You sit across from your lawyer and say you love all your children equally and want a clean, equal division. The lawyer writes a will where Child A gets the apartment, Child B gets the stock portfolio, and Child C gets the bank account. On paper, everyone got two million. Justice is served.
In practice? Let's see what happens to each child the day after.
Child A: The Landlord Who Discovered Capital Gains Tax
Child A receives the keys to the Petah Tikva apartment. He tells himself he has no interest in being a landlord, dealing with tenants, burst pipes, and solar heater repairs. He decides to sell the apartment and use the money. This is where he meets the Tax Authority.
Israeli law provides that whoever inherits an apartment steps exactly into the deceased's shoes. This means that when Child A sells the apartment, the Tax Authority views the transaction as if the deceased parent is the one selling it. Since the apartment was purchased in the 1960s for a pittance, nearly all of the two million shekels will be considered a capital gain. This gain is subject to "betterment tax" (mas shevach).

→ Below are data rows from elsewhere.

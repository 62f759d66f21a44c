//! Core queue logic - pure, deterministic, and testable
//!
//! This crate holds the "next pieces" preview buffer and the generator that
//! feeds it. It has **zero dependencies** on terminals or files, making it:
//!
//! - **Deterministic**: Same seed produces the same piece sequence
//! - **Testable**: Every queue transition is covered by unit tests
//! - **Allocation-free**: Storage and snapshots live on the stack
//!
//! # Module Structure
//!
//! - [`queue`]: fixed-capacity circular FIFO with wraparound indices
//! - [`factory`]: piece generation with a monotonic id counter
//! - [`rng`]: seeded LCG used by the factory
//!
//! # Example
//!
//! ```
//! use tetris_stack_core::{PieceFactory, PieceQueue, QueueError};
//!
//! let mut factory = PieceFactory::new(12345);
//! let mut queue: PieceQueue = PieceQueue::new();
//!
//! // Pre-fill to capacity
//! while !queue.is_full() {
//!     queue.enqueue(factory.generate()).unwrap();
//! }
//!
//! // One more is turned away
//! let extra = factory.generate();
//! assert_eq!(queue.enqueue(extra), Err(QueueError::Full(extra)));
//!
//! // Play the front piece
//! assert_eq!(queue.dequeue().unwrap().id, 0);
//! assert_eq!(queue.len(), 4);
//! ```

pub mod factory;
pub mod queue;
pub mod rng;

pub use tetris_stack_types as types;

// Re-export commonly used types for convenience
pub use factory::PieceFactory;
pub use queue::{PieceQueue, QueueError, QueueState};
pub use rng::SimpleRng;
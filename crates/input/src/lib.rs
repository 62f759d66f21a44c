//! Menu input module (engine-facing).
//!
//! This module is intentionally independent of any terminal library. It maps
//! raw input lines into [`crate::types::MenuAction`] and provides a line-based
//! reader over any `BufRead` source.

pub mod map;
pub mod reader;

pub use tetris_stack_types as types;

pub use map::{parse_menu_line, MenuChoice};
pub use reader::MenuReader;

True, there are exemptions. The law provides an exemption for selling an inherited apartment (Section 49(b)(5) of the Real Estate Taxation Law), but this exemption is subject to strict conditions — for example, that the deceased owned only one apartment. If the parent had another apartment, the exemption disappears. The result is that Child A may find himself paying hundreds of thousands of shekels in betterment tax.
He started with two million on paper, and ended up with one and a half million in the bank. And if he doesn't sell the apartment? He'll be "paper rich" but will have to scrape for change at the supermarket because his money is locked inside concrete walls.
Child B: The Wolf of Wall Street — and His Silent Partner
Child B received the stock portfolio. He sees two million shekels in the account and is happy with his share. One day he decides he wants to buy a house, and instructs the bank to sell all the stocks and liquidate the portfolio.
Here he discovers a painful legal truth. In the United States, for example, there's a mechanism called a "step-up in basis." When a person dies, the cost basis of their stocks resets to the value on the date of death, and the heir doesn't pay tax on the gains the parent made. In Israel, no such thing exists. Child B steps into the parent's shoes. The parent invested one million and earned one million. Now, when the child sells the stocks, he'll have to pay 25% capital gains tax on the real profit.
A quarter of a million shekels fly straight from the account into state coffers. Child B is left with one million seven hundred and fifty thousand shekels. Again, the equality on paper collapsed in the test of reality.
Child C: The King of the Family
Child C went to the bank, presented the probate order, and the teller transferred two million shekels in cash directly to his personal account.
- Is there a tax on receiving cash as an inheritance? No.
- Is there capital gains tax on cash sitting in a checking account? No.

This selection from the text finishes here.